Strike-related instructions to members
Preparing for a strike, being on strike and returning to work after the strike
The industrial action notice, or strike warning, always describes what work the strike applies to. A strike decision by JHL is binding on its members.
A strike warning always indicates the time of day when the strike begins and when work must end. After that time, no one should go to work.
Other JHL members, members of other unions and non-unionised employees are not allowed to do work subject to the strike action.
Work covered by a strike cannot be outsourced to temporary agency workers or other temporary workforce. In accordance with international practices, job agencies must not supply employees to companies subject to a legal industrial action.
Once a strike warning has been issued, you cannot schedule an annual holiday for the strike period.
How to prepare for a strike:
- Work normally in accordance with the shift roster until the strike begins.
- Do not do work in advance.
- You must also not leave any work undone before the strike.
- When you leave the workplace, take with you any personal belongings that you need during the strike. At the employer’s request, you must hand over any fringe benefits (such as a phone or computer).
- Check that you have the contact information of your shop steward and/or strike committee.
- Follow the union’s communications: JHL’s website, social media channels, member letters and other communications. Your shop steward will give you more information.
- Check your membership information in myJHL (e-mail address, phone number, employer, workplace, occupation). In the event of a strike, we will send messages to members’ personal e-mail addresses and phone numbers.
- Check your membership information in myJHL.
- Also recommend your non-unionised co-workers to join the union.
- Follow the union’s instructions
- Participate in monitoring the strike by, say, being a picketer or a picketer supporter
- Prepare in advance and notify the shop steward and/or strike committee if the employer tries to exert pressure.
- Attend strike meetings
- JHL members who are not on strike will continue to do their own work, they do not do the work of those on strike.
- Follow the union’s communications
- Remember that the only reliable source of information during the industrial action is the union.

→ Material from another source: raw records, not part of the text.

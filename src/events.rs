// ABOUTME: Named synchronous event dispatcher the core emits into and out-of-scope plugins observe
// ABOUTME: The core only ever emits; dispatch failures are caught and logged, never propagated

use std::cell::RefCell;
use std::collections::{HashMap, HashSet};
use std::panic::{self, AssertUnwindSafe};
use std::sync::{Arc, Mutex};
use tracing::{error, warn};

/// Every event the reflector and the liveness monitor emit.
///
/// Replaces the duck-typed `on_<event>`/callable dispatch of the original
/// implementation with a closed, typed enum; `name()` gives the string form
/// a name-routing adapter subscriber can match on.
#[derive(Debug, Clone)]
pub enum Event {
    Start,
    Terminate,
    Terminating,
    Processing,
    Processed,
    Connecting,
    Connected,
    Request,
    Response,
    InfoPacket,
    StartStreaming,
    FinishStreaming,
    ClientNum(usize),
    Checking,
    Checked,
    Change,
    Alive,
    Dead,
}

impl Event {
    pub fn name(&self) -> &'static str {
        match self {
            Event::Start => "start",
            Event::Terminate => "terminate",
            Event::Terminating => "terminating",
            Event::Processing => "processing",
            Event::Processed => "processed",
            Event::Connecting => "connecting",
            Event::Connected => "connected",
            Event::Request => "request",
            Event::Response => "response",
            Event::InfoPacket => "info_packet",
            Event::StartStreaming => "start_streaming",
            Event::FinishStreaming => "finish_streaming",
            Event::ClientNum(_) => "client_num",
            Event::Checking => "checking",
            Event::Checked => "checked",
            Event::Change => "change",
            Event::Alive => "alive",
            Event::Dead => "dead",
        }
    }
}

/// Something that wants to observe events emitted by the core.
///
/// Implementations must not assume ordering relative to other subscribers of
/// the same event beyond "registration order, then global subscribers last."
pub trait Subscriber: Send + Sync {
    fn handle(&self, event: &Event);
}

/// A `Subscriber` built from a plain closure, for cheap one-off subscriptions.
pub struct FnSubscriber<F>(pub F);

impl<F> Subscriber for FnSubscriber<F>
where
    F: Fn(&Event) + Send + Sync,
{
    fn handle(&self, event: &Event) {
        (self.0)(event)
    }
}

thread_local! {
    static DISPATCHING: RefCell<HashSet<&'static str>> = RefCell::new(HashSet::new());
}

/// Process-wide event registry: each event name maps to an ordered list of
/// subscribers, plus one additional list that receives every event.
#[derive(Default)]
pub struct EventBus {
    by_name: Mutex<HashMap<&'static str, Vec<Arc<dyn Subscriber>>>>,
    global: Mutex<Vec<Arc<dyn Subscriber>>>,
}

impl EventBus {
    pub fn new() -> EventBus {
        EventBus::default()
    }

    pub fn subscribe(&self, event_name: &'static str, subscriber: Arc<dyn Subscriber>) {
        self.by_name
            .lock()
            .unwrap()
            .entry(event_name)
            .or_default()
            .push(subscriber);
    }

    pub fn subscribe_global(&self, subscriber: Arc<dyn Subscriber>) {
        self.global.lock().unwrap().push(subscriber);
    }

    /// Dispatches `event` to its named subscribers (insertion order) then the
    /// global subscribers (insertion order). A subscriber that panics is
    /// caught and logged; the remaining subscribers still run.
    ///
    /// Re-entering `notify` for the same event name on the same thread (a
    /// subscriber that itself emits the event it's handling) is detected and
    /// skipped with a warning rather than recursing.
    pub fn notify(&self, event: Event) {
        let name = event.name();

        let already_dispatching = DISPATCHING.with(|set| !set.borrow_mut().insert(name));
        if already_dispatching {
            warn!(event = name, "dropped re-entrant event dispatch");
            return;
        }

        let named: Vec<_> = self
            .by_name
            .lock()
            .unwrap()
            .get(name)
            .cloned()
            .unwrap_or_default();
        let global: Vec<_> = self.global.lock().unwrap().clone();

        for subscriber in named.iter().chain(global.iter()) {
            if let Err(panic) = panic::catch_unwind(AssertUnwindSafe(|| subscriber.handle(&event))) {
                let message = panic
                    .downcast_ref::<&str>()
                    .map(|s| s.to_string())
                    .or_else(|| panic.downcast_ref::<String>().cloned())
                    .unwrap_or_else(|| "<non-string panic payload>".to_string());
                error!(event = name, %message, "event subscriber failed");
            }
        }

        DISPATCHING.with(|set| {
            set.borrow_mut().remove(name);
        });
    }
}

#[cfg(test)]
mod tests {
    use super::*;
    use std::sync::atomic::{AtomicUsize, Ordering};

    #[test]
    fn named_subscriber_runs_before_global() {
        let bus = EventBus::new();
        let order = Arc::new(Mutex::new(Vec::new()));

        let named_order = order.clone();
        bus.subscribe(
            "start",
            Arc::new(FnSubscriber(move |_: &Event| named_order.lock().unwrap().push("named"))),
        );
        let global_order = order.clone();
        bus.subscribe_global(Arc::new(FnSubscriber(move |_: &Event| {
            global_order.lock().unwrap().push("global")
        })));

        bus.notify(Event::Start);
        assert_eq!(*order.lock().unwrap(), vec!["named", "global"]);
    }

    #[test]
    fn panicking_subscriber_does_not_stop_the_rest() {
        let bus = EventBus::new();
        let ran = Arc::new(AtomicUsize::new(0));

        bus.subscribe("start", Arc::new(FnSubscriber(|_: &Event| panic!("boom"))));
        let ran_clone = ran.clone();
        bus.subscribe(
            "start",
            Arc::new(FnSubscriber(move |_: &Event| {
                ran_clone.fetch_add(1, Ordering::SeqCst);
            })),
        );

        bus.notify(Event::Start);
        assert_eq!(ran.load(Ordering::SeqCst), 1);
    }

    #[test]
    fn reentrant_dispatch_of_same_event_is_skipped() {
        let bus = Arc::new(EventBus::new());
        let inner = bus.clone();
        bus.subscribe(
            "start",
            Arc::new(FnSubscriber(move |_: &Event| inner.notify(Event::Start))),
        );
        // Should return rather than recurse forever.
        bus.notify(Event::Start);
    }
}
// ABOUTME: Renders and parses the MMS `Pragma` header sub-map (comma-joined name[=value] tokens)
// ABOUTME: Shared by the upstream client (renders) and the downstream server (parses)

use std::collections::BTreeMap;

/// An ordered name -> value map. `BTreeMap` gives deterministic rendering
/// order, which matters for matching a fixed set of upstream phase headers.
pub type PragmaMap = BTreeMap<String, String>;

/// Renders a pragma map as `name=value` tokens joined by `, `; a value-less
/// key (empty string) renders as a bare `name`.
pub fn render(map: &PragmaMap) -> String {
    map.iter()
        .map(|(k, v)| if v.is_empty() { k.clone() } else { format!("{k}={v}") })
        .collect::<Vec<_>>()
        .join(", ")
}

/// Parses a `Pragma` header value into a lowercased-key map. Tokens without
/// `=` get an empty-string value.
pub fn parse(header_value: &str) -> PragmaMap {
    let mut map = PragmaMap::new();
    for token in header_value.split(',') {
        let token = token.trim();
        if token.is_empty() {
            continue;
        }
        match token.split_once('=') {
            Some((key, value)) => {
                map.insert(key.trim().to_lowercase(), value.trim().to_string());
            }
            None => {
                map.insert(token.to_lowercase(), String::new());
            }
        }
    }
    map
}
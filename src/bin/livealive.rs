// ABOUTME: Livealive binary: watches a list of TCP endpoints and logs up/down transitions
// ABOUTME: Standalone companion to the reflector; shares its event bus and logging conventions

use argh::FromArgs;
use reflec::events::EventBus;
use reflec::liveness::{MonitorClient, PortMonitor};
use std::process::ExitCode;
use std::sync::Arc;
use std::time::Duration;
use tracing::{info, Level};
use tracing_subscriber::FmtSubscriber;

/// Polls a list of `host:port` endpoints on an interval and logs liveness
/// transitions; does not touch the streaming path.
#[derive(FromArgs)]
struct CliArgs {
    /// watched endpoints, as `host:port` or `scheme://host:port[/path]`
    #[argh(positional)]
    addresses: Vec<String>,

    /// seconds between checks of a given endpoint
    #[argh(option, default = "30")]
    interval: u64,

    /// seconds to stagger between starting each endpoint's first check
    #[argh(option, default = "1")]
    delay: u64,

    /// per-connect timeout in seconds
    #[argh(option, default = "5")]
    timeout: u64,

    /// only log warnings and errors
    #[argh(switch)]
    quiet: bool,

    /// log at debug level
    #[argh(switch)]
    verbose: bool,
}

#[tokio::main]
async fn main() -> ExitCode {
    let cli: CliArgs = argh::from_env();

    let level = if cli.quiet {
        Level::WARN
    } else if cli.verbose {
        Level::DEBUG
    } else {
        Level::INFO
    };
    let subscriber = FmtSubscriber::builder().with_max_level(level).finish();
    tracing::subscriber::set_global_default(subscriber).expect("setting default subscriber failed");

    if cli.addresses.is_empty() {
        eprintln!("no addresses given to watch");
        return ExitCode::FAILURE;
    }

    let timeout = Duration::from_secs(cli.timeout);
    let mut clients = Vec::with_capacity(cli.addresses.len());
    for address in &cli.addresses {
        match MonitorClient::new(address, timeout) {
            Ok(client) => clients.push(client),
            Err(e) => {
                eprintln!("bad address {address:?}: {e}");
                return ExitCode::FAILURE;
            }
        }
    }

    let events = Arc::new(EventBus::new());
    let monitor = Arc::new(PortMonitor::new(
        events,
        Duration::from_secs(cli.interval),
        Duration::from_secs(cli.delay),
    ));
    for client in clients {
        monitor.append(client);
    }

    info!(count = cli.addresses.len(), "starting liveness monitor");
    monitor.clone().start().await;

    tokio::signal::ctrl_c().await.ok();
    info!("received interrupt, stopping");
    monitor.terminate();

    ExitCode::SUCCESS
}
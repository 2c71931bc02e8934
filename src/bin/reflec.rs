// ABOUTME: Reflec binary: parses CLI + INI config, starts the upstream client and downstream server
// ABOUTME: Supervises both until the client finishes or the operator quits, then drains connections

use argh::FromArgs;
use reflec::config::{self, Options};
use reflec::events::EventBus;
use reflec::{Ring, Server, UpstreamClient};
use std::path::Path;
use std::process::ExitCode;
use std::sync::Arc;
use tokio::net::TcpListener;
use tracing::{info, Level};
use tracing_subscriber::FmtSubscriber;

/// MMS-over-HTTP streaming reflector: buffers one upstream session and fans it
/// out to many downstream players.
#[derive(FromArgs)]
struct CliArgs {
    /// positional host/port/path, given as `host port [path]`, `host:port[path]`,
    /// or a `scheme://host[:port][/path]` URL
    #[argh(positional)]
    target: Vec<String>,

    /// path to an INI config file (sections [logging]/[client]/[server])
    #[argh(option)]
    config: Option<String>,

    /// local bind address, e.g. "0.0.0.0:8080"
    #[argh(option)]
    bindings: Option<String>,

    /// hard cap on concurrent downstream clients
    #[argh(option, long = "client-max")]
    client_max: Option<usize>,

    /// ring buffer capacity in packets
    #[argh(option, long = "buffer-size")]
    buffer_size: Option<usize>,

    /// upstream socket timeout in seconds
    #[argh(option)]
    timeout: Option<u64>,

    /// number of upstream reconnect attempts on socket failure
    #[argh(option)]
    retry: Option<u32>,

    /// only log warnings and errors
    #[argh(switch)]
    quiet: bool,

    /// log at debug level
    #[argh(switch)]
    verbose: bool,

    /// directory for rolling log files (implies file logging)
    #[argh(option)]
    logdir: Option<String>,

    /// log file name within --logdir
    #[argh(option)]
    logfile: Option<String>,
}

#[tokio::main]
async fn main() -> ExitCode {
    let cli: CliArgs = argh::from_env();

    let (host, port, path) = match config::parse_positional(&cli.target) {
        Ok(v) => v,
        Err(e) => {
            eprintln!("{e}");
            return ExitCode::FAILURE;
        }
    };

    let mut options = match Options::load(cli.config.as_deref().map(Path::new)) {
        Ok(o) => o,
        Err(e) => {
            eprintln!("bad config: {e}");
            return ExitCode::FAILURE;
        }
    };

    options.client.host = host;
    if let Some(port) = port {
        options.client.port = port;
    }
    options.client.path = path;
    if let Some(v) = cli.bindings {
        options.server.bindings = v;
    }
    if let Some(v) = cli.client_max {
        options.server.client_max = v;
    }
    if let Some(v) = cli.buffer_size {
        options.client.bufsize = v;
    }
    if let Some(v) = cli.timeout {
        options.client.timeout = v;
    }
    if let Some(v) = cli.retry {
        options.client.retry = v;
    }
    options.logging.quiet = cli.quiet;
    options.logging.verbose = cli.verbose;
    if let Some(v) = cli.logdir {
        options.logging.logdir = Some(v);
    }
    if let Some(v) = cli.logfile {
        options.logging.logfile = Some(v);
    }

    let _log_guard = init_logging(&options.logging);

    info!(host = %options.client.host, port = options.client.port, "starting reflector");

    let events = Arc::new(EventBus::new());
    reflec::plugin::install_defaults(&events);

    let ring = Arc::new(Ring::new(options.client.bufsize));
    let (client, client_state) = UpstreamClient::new(options.client.clone(), ring.clone(), events.clone());
    let (server, bind_host, bind_port) = Server::new(&options.server, ring, client_state, events);

    let listener = match TcpListener::bind((bind_host.as_str(), bind_port)).await {
        Ok(l) => l,
        Err(e) => {
            eprintln!("could not bind {bind_host}:{bind_port}: {e}");
            return ExitCode::FAILURE;
        }
    };

    let server = Arc::new(server);
    let client_task = tokio::spawn(async move { client.run().await });
    let server_for_run = server.clone();
    tokio::spawn(async move { server_for_run.run(listener).await });

    tokio::select! {
        _ = client_task => info!("upstream client finished, shutting down"),
        _ = tokio::signal::ctrl_c() => info!("received interrupt, shutting down"),
    }

    server.shutdown().await;
    ExitCode::SUCCESS
}

fn init_logging(logging: &reflec::config::LoggingOptions) -> Option<tracing_appender::non_blocking::WorkerGuard> {
    let level = if logging.quiet {
        Level::WARN
    } else if logging.verbose {
        Level::DEBUG
    } else {
        Level::INFO
    };

    if let Some(dir) = &logging.logdir {
        let file_name = logging.logfile.clone().unwrap_or_else(|| "reflec.log".to_string());
        let appender = tracing_appender::rolling::daily(dir, file_name);
        let (writer, guard) = tracing_appender::non_blocking(appender);
        let subscriber = FmtSubscriber::builder().with_max_level(level).with_writer(writer).finish();
        tracing::subscriber::set_global_default(subscriber).expect("setting default subscriber failed");
        Some(guard)
    } else {
        let subscriber = FmtSubscriber::builder().with_max_level(level).finish();
        tracing::subscriber::set_global_default(subscriber).expect("setting default subscriber failed");
        None
    }
}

Do not do work that is covered by the strike!
Remember that the employer must not exert any pressure on you in any way if you are taking part in a union-organised industrial action! JHL is prepared for countermeasures. For more information, contact your shop steward or the regional office.
Return to work after the strike according to the shift roster or the agreement on ending the strike.
The agreement on ending the strike sets forth the measures and conditions to end the strike.
Strike benefit
Apply for strike benefit after the strike is over through myJHL. You can apply for it within 2 months from the strike. After that, the application system will be closed.
Amount of strike benefit
Trade Union JHL makes a separate decision about the amount of the strike benefit for each strike. We will reveal the amount of the benefit on a case-by-case basis in messages sent to members. Remember to check myJHL to ensure your contact information is up to date.
PLEASE NOTE! Concerning a week-long strike, strike benefit will be paid for a maximum of five days. This decision goes for all of JHL’s week-long strikes.
Whom the benefit is paid to
The benefit is paid to members in the strike location who have participated in the strike.
To get the benefit, one must fulfil the following terms and conditions:
- The member has joined the union before the strike started. At least the first membership fee must be paid before the strike benefit can be paid.
- Even “old” members must have paid their membership fees.
- The member must abide by the decisions and instructions issued by JHL.
If you joined the union right before the strike, there may be a slight delay before the strike benefit application form appears in myJHL. This has to do with a delay in processing membership applications.
When will the benefit be paid?
JHL’s strike benefit will be paid to your account as soon as possible. We process strike benefit applications continuously.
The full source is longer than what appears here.